Cunedioglu U., Baysoy E., Yilmaz B.

30th Annual International Conference of the IEEE-Engineering-in-Medicine-and-Biology-Society, Vancouver, Canada, 20 - 24 August 2008, pp.589-590 identifier identifier identifier

  • Publication Type: Conference Paper / Full Text
  • Doi Number: 10.1109/iembs.2008.4649221
  • City: Vancouver
  • Country: Canada
  • Page Numbers: pp.589-590
  • Middle East Technical University Affiliated: Yes


Mapping of the epicardium is possible with the usage of multielectrode venous catheters; however, most of epicardial surface Is still inaccessible. To overcome this problem a method called statistical estimation was proposed, in which the relationship between catheter measurements and the remaining sites are created from previously obtained high resolution maps, called the training set. Thus, there is a need for the acquisition of high resolution epicardial maps from patients during open-chest procedures. In this study we hypothesize that epicardial maps created from computer simulations might be used in combination with maps from patients, so that the need for data acquisition during open-chest procedures would be reduced. We used high-resolution epicardial activation maps acquired from 13 dog heart experiments, 470 maps from 12 experiments (training set) and 50 maps from a separate experiment (test set). Hearts were paced from sites regularly distributed over the epicardium. The simulations of focal arrhythmias originating from epicardium were performed using a modified version of FitzHugh-Nagumo cardiac model within the ventricles of the Auckland canine heart model. We registered the experimental and simulation heart geometries using iterative closest-points algorithm and procrustes method. We started simulations from sites that corresponded to the pacing sites on the experimental geometry and created a simulated activation map database (470 maps) and compared the simulation results with the corresponding experimental maps. Finally, we performed the statistical estimation on the test set by adjusting the content of the training set in such a way that simulated maps constituted 100%, 75%, 50%, 25%, and 0% of the training set.
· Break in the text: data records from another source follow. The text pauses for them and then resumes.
//! Exhaustive minimax search with depth-weighted terminal scores.
//!
//! The search walks the whole game tree below a position. Won leaves score
//! `remaining + 1` (positive when the optimized mark won, negative
//! otherwise), so quicker wins and slower losses are preferred. Drawn leaves
//! score zero.
//!
//! At every node children are scanned in ascending cell order and a child
//! only replaces the current best on a strictly better score, so ties go to
//! the lowest cell.
//!
//! Optional root-level parallelism evaluates each root move on a private copy
//! of the state and resolves the results with the same left-to-right scan,
//! so it never changes the chosen move.

use std::ops::{Deref, DerefMut};

use rayon::prelude::*;
use tracing::{debug, instrument, trace};

use crate::board::{Cell, Mark};
use crate::constants::{CELLS, DRAW_SCORE, WIN_BASE};
use crate::error::SearchError;
use crate::state::GameState;

/// What the engine does when asked to move on an empty board.
#[derive(Copy, Clone, Debug, PartialEq, Eq, Default)]
pub enum OpeningPolicy {
    /// Pick any cell uniformly at random. Every opening draws under optimal
    /// play, so this only skips the most expensive search of the game.
    #[default]
    Random,
    /// Run the full search like any other position.
    FullSearch,
}

/// Runtime engine settings.
#[derive(Copy, Clone, Debug, Default)]
pub struct EngineConfig {
    pub opening: OpeningPolicy,
    /// Evaluate root moves on the rayon thread pool.
    pub parallel: bool,
    /// Seed for the opening-move generator. `None` seeds from entropy.
    pub seed: Option<u64>,
}

impl EngineConfig {
    pub fn with_opening(mut self, opening: OpeningPolicy) -> Self {
        self.opening = opening;
        self
    }

    pub fn with_parallel(mut self, parallel: bool) -> Self {
        self.parallel = parallel;
        self
    }

    pub fn with_seed(mut self, seed: u64) -> Self {
        self.seed = Some(seed);
        self
    }
}

/// A candidate move and its minimax score. Leaves carry no move.
#[derive(Copy, Clone, Debug, PartialEq, Eq)]
pub struct SearchResult {
    pub cell: Option<Cell>,
    pub score: i32,
}

impl SearchResult {
    fn leaf(score: i32) -> Self {
        Self { cell: None, score }
    }
}

/// A move applied for the lifetime of the guard.
///
/// Dropping the guard undoes the move, including when a deeper search
/// returns early with an error.
struct Provisional<'a> {
    state: &'a mut GameState,
    cell: Cell,
}

impl<'a> Provisional<'a> {
    fn apply(state: &'a mut GameState, cell: Cell, mark: Mark) -> Result<Self, SearchError> {
        state
            .apply_move(cell, mark)
            .map_err(|source| SearchError::LegalMoveFailed { cell, source })?;
        Ok(Self { state, cell })
    }
}

impl Deref for Provisional<'_> {
    type Target = GameState;

    fn deref(&self) -> &GameState {
        self.state
    }
}

impl DerefMut for Provisional<'_> {
    fn deref_mut(&mut self) -> &mut GameState {
        self.state
    }
}

impl Drop for Provisional<'_> {
    fn drop(&mut self) {
        self.state.undo_move(self.cell);
    }
}

/// The automated opponent.
#[derive(Debug, Clone)]
pub struct Engine {
    config: EngineConfig,
    rng: fastrand::Rng,
    nodes: u64,
}

impl Default for Engine {
    fn default() -> Self {
        Self::new(EngineConfig::default())
    }
}

impl Engine {
    pub fn new(config: EngineConfig) -> Self {
        let rng = match config.seed {
            Some(seed) => fastrand::Rng::with_seed(seed),
            None => fastrand::Rng::new(),
        };
        Self {
            config,
            rng,
            nodes: 0,
        }
    }

    pub fn config(&self) -> &EngineConfig {
        &self.config
    }

    /// Nodes visited by the most recent search.
    pub fn nodes_visited(&self) -> u64 {
        self.nodes
    }

    /// Pick the move that guarantees `mark` the best achievable outcome.
    ///
    /// `state` is borrowed for the search and returned unchanged.
    ///
    /// # Errors
    /// `SearchError::InvalidState` if the game is already over.
    #[instrument(skip(self, state), fields(remaining = state.remaining_count()))]
    pub fn choose_move(&mut self, state: &mut GameState, mark: Mark) -> Result<Cell, SearchError> {
        check_searchable(state)?;

        if state.remaining_count() == CELLS && self.config.opening == OpeningPolicy::Random {
            let legal = state.legal_moves();
            let cell = legal[self.rng.usize(..legal.len())];
            self.nodes = 0;
            debug!(cell, "random opening move");
            return Ok(cell);
        }

        let results = self.score_moves(state, mark)?;
        let best = select(&results, true).ok_or(SearchError::InvalidState {
            reason: "no legal moves",
        })?;
        let cell = best.cell.ok_or(SearchError::InvalidState {
            reason: "search produced no move",
        })?;
        debug!(cell, score = best.score, nodes = self.nodes, "engine move");
        Ok(cell)
    }

    /// Score every legal move for `mark`, in ascending cell order.
    ///
    /// # Errors
    /// `SearchError::InvalidState` if the game is already over.
    pub fn score_moves(
        &mut self,
        state: &mut GameState,
        mark: Mark,
    ) -> Result<Vec<SearchResult>, SearchError> {
        check_searchable(state)?;

        let opponent = mark.opponent();
        let legal = state.legal_moves();

        let (results, nodes) = if self.config.parallel {
            let root = *state;
            let branches = legal
                .par_iter()
                .map(|&cell| -> Result<(SearchResult, u64), SearchError> {
                    let mut branch = root;
                    let mut nodes = 0;
                    let mut child = Provisional::apply(&mut branch, cell, mark)?;
                    let score = minimax(&mut child, opponent, mark, &mut nodes)?.score;
                    Ok((SearchResult { cell: Some(cell), score }, nodes))
                })
                .collect::<Result<Vec<_>, SearchError>>()?;
            let nodes = branches.iter().map(|(_, n)| n).sum::<u64>();
            (branches.into_iter().map(|(r, _)| r).collect::<Vec<_>>(), nodes)
        } else {
            let mut nodes = 0;
            let mut results = Vec::with_capacity(legal.len());
            for cell in legal {
                let mut child = Provisional::apply(state, cell, mark)?;
                let score = minimax(&mut child, opponent, mark, &mut nodes)?.score;
                results.push(SearchResult { cell: Some(cell), score });
            }
            (results, nodes)
        };

        // Count the root itself.
        self.nodes = nodes + 1;
        Ok(results)
    }

    /// Full minimax value of `state` with `to_move` to play, scored for
    /// `mark`. Terminal states evaluate to their leaf score. Never uses the
    /// random opening.
    pub fn evaluate(
        &mut self,
        state: &mut GameState,
        to_move: Mark,
        mark: Mark,
    ) -> Result<SearchResult, SearchError> {
        let mut nodes = 0;
        let result = minimax(state, to_move, mark, &mut nodes)?;
        self.nodes = nodes;
        Ok(result)
    }
}

fn check_searchable(state: &GameState) -> Result<(), SearchError> {
    if state.winner().is_some() {
        return Err(SearchError::InvalidState {
            reason: "game already won",
        });
    }
    if state.remaining_count() == 0 {
        return Err(SearchError::InvalidState {
            reason: "no legal moves",
        });
    }
    Ok(())
}

/// Leaf score of a terminal state, or `None` if play continues.
fn terminal_score(state: &GameState, max_player: Mark) -> Option<i32> {
    if let Some(winner) = state.winner() {
        let magnitude = state.remaining_count() as i32 + WIN_BASE;
        return Some(if winner == max_player {
            magnitude
        } else {
            -magnitude
        });
    }
    if state.remaining_count() == 0 {
        return Some(DRAW_SCORE);
    }
    None
}

/// First result with the strictly best score, maximizing or minimizing.
fn select(results: &[SearchResult], maximizing: bool) -> Option<SearchResult> {
    let mut best: Option<SearchResult> = None;
    for &r in results {
        let better = match best {
            None => true,
            Some(b) if maximizing => r.score > b.score,
            Some(b) => r.score < b.score,
        };
        if better {
            best = Some(r);
        }
    }
    best
}

fn minimax(
    state: &mut GameState,
    player: Mark,
    max_player: Mark,
    nodes: &mut u64,
) -> Result<SearchResult, SearchError> {
    *nodes += 1;

    if let Some(score) = terminal_score(state, max_player) {
        trace!(score, "leaf");
        return Ok(SearchResult::leaf(score));
    }

    let maximizing = player == max_player;
    let mut best = SearchResult::leaf(if maximizing { i32::MIN } else { i32::MAX });

    for cell in state.legal_moves() {
        let score = {
            let mut child = Provisional::apply(state, cell, player)?;
            minimax(&mut child, player.opponent(), max_player, nodes)?.score
        };

        let better = if maximizing {
            score > best.score
        } else {
            score < best.score
        };
        if better {
            best = SearchResult {
                cell: Some(cell),
                score,
            };
        }
    }

    Ok(best)
}

#[cfg(test)]
mod tests {
    use super::*;

    fn full_search() -> Engine {
        Engine::new(EngineConfig::default().with_opening(OpeningPolicy::FullSearch))
    }

    #[test]
    fn test_takes_immediate_win() {
        // O to move can win at 5 (row) or block X at 2; winning is better.
        let mut state = GameState::from_cells("XX. OO. X..").unwrap();
        let cell = full_search().choose_move(&mut state, Mark::O).unwrap();
        assert_eq!(cell, 5);
    }

    #[test]
    fn test_blocks_immediate_loss() {
        let mut state = GameState::from_cells("XX. .O. ...").unwrap();
        let cell = full_search().choose_move(&mut state, Mark::O).unwrap();
        assert_eq!(cell, 2);
    }

    #[test]
    fn test_win_score_is_depth_weighted() {
        let mut state = GameState::from_cells("XX. OO. X..").unwrap();
        let results = full_search().score_moves(&mut state, Mark::O).unwrap();
        let win = results.iter().find(|r| r.cell == Some(5)).unwrap();
        // O fills cell 5, leaving 3 empty cells.
        assert_eq!(win.score, 3 + WIN_BASE);
    }

    #[test]
    fn test_score_moves_ascending() {
        let mut state = GameState::from_cells("X.. ... ...").unwrap();
        let results = full_search().score_moves(&mut state, Mark::O).unwrap();
        let cells: Vec<_> = results.iter().filter_map(|r| r.cell).collect();
        assert_eq!(cells, state.legal_moves());
    }

    #[test]
    fn test_ties_go_to_lowest_cell() {
        let results = [
            SearchResult { cell: Some(1), score: 0 },
            SearchResult { cell: Some(3), score: 2 },
            SearchResult { cell: Some(5), score: 2 },
            SearchResult { cell: Some(7), score: -2 },
        ];
        assert_eq!(select(&results, true).unwrap().cell, Some(3));
        assert_eq!(select(&results, false).unwrap().cell, Some(7));
        assert_eq!(select(&[], true), None);
    }

    #[test]
    fn test_terminal_state_is_rejected() {
        let mut won = GameState::from_cells("XXX OO. ...").unwrap();
        assert!(matches!(
            full_search().choose_move(&mut won, Mark::O),
            Err(SearchError::InvalidState { .. })
        ));

        let mut full = GameState::from_cells("XOX XOO OXX").unwrap();
        assert!(matches!(
            full_search().choose_move(&mut full, Mark::O),
            Err(SearchError::InvalidState { .. })
        ));
    }

    #[test]
    fn test_search_leaves_state_unchanged() {
        let mut state = GameState::from_cells("X.. .O. ..X").unwrap();
        let before = state;
        full_search().choose_move(&mut state, Mark::O).unwrap();
        assert_eq!(state, before);
    }

    #[test]
    fn test_guard_undoes_on_drop() {
        let mut state = GameState::new();
        {
            let child = Provisional::apply(&mut state, 4, Mark::X).unwrap();
            assert_eq!(child.cell(4), Some(Mark::X));
        }
        assert_eq!(state, GameState::new());
    }

    #[test]
    fn test_guard_rejects_occupied() {
        let mut state = GameState::from_cells("X.. ... ...").unwrap();
        let err = Provisional::apply(&mut state, 0, Mark::O).err().unwrap();
        assert!(matches!(err, SearchError::LegalMoveFailed { cell: 0, .. }));
        assert_eq!(state.cell(0), Some(Mark::X));
    }

    #[test]
    fn test_empty_board_value_is_draw() {
        let mut state = GameState::new();
        let result = full_search().evaluate(&mut state, Mark::X, Mark::X).unwrap();
        assert_eq!(result.score, DRAW_SCORE);
        assert_eq!(result.cell, Some(0));
    }

    #[test]
    fn test_evaluate_terminal() {
        let mut state = GameState::from_cells("XXX OO. ...").unwrap();
        let mut engine = full_search();
        let result = engine.evaluate(&mut state, Mark::O, Mark::X).unwrap();
        assert_eq!(result, SearchResult::leaf(4 + WIN_BASE));
        let result = engine.evaluate(&mut state, Mark::O, Mark::O).unwrap();
        assert_eq!(result.score, -(4 + WIN_BASE));
    }

    #[test]
    fn test_parallel_matches_sequential() {
        let positions = ["X.. ... ...", "X.. .O. ...", ".X. ... ...", "XO. .X. ..."];
        for cells in positions {
            let mut state = GameState::from_cells(cells).unwrap();
            let mark = state.to_move();
            let mut seq = full_search();
            let mut par = Engine::new(
                EngineConfig::default()
                    .with_opening(OpeningPolicy::FullSearch)
                    .with_parallel(true),
            );
            assert_eq!(
                seq.score_moves(&mut state, mark).unwrap(),
                par.score_moves(&mut state, mark).unwrap()
            );
            assert_eq!(
                seq.choose_move(&mut state, mark).unwrap(),
                par.choose_move(&mut state, mark).unwrap()
            );
            assert_eq!(seq.nodes_visited(), par.nodes_visited());
        }
    }

    #[test]
    fn test_random_opening_is_seeded() {
        let config = EngineConfig::default().with_seed(7);
        let mut a = Engine::new(config);
        let mut b = Engine::new(config);
        let mut state = GameState::new();
        for _ in 0..10 {
            let cell = a.choose_move(&mut state, Mark::X).unwrap();
            assert!(cell < CELLS);
            assert_eq!(cell, b.choose_move(&mut state, Mark::X).unwrap());
            assert_eq!(a.nodes_visited(), 0);
        }
    }
}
Mean correlation coefficient (CC) between the simulated and experimental activation maps was 0.88. Mean CC and the arrhythmia source localization error worsened only from 0.93 to 0.92, and 9.65 mill to 12.14 mm when simulated activation maps constituted 50% of the training set. This study showed the feasibility of including cardiac simulation results in the training set for source localization of focal epicardial arrhythmias using statistical estimation.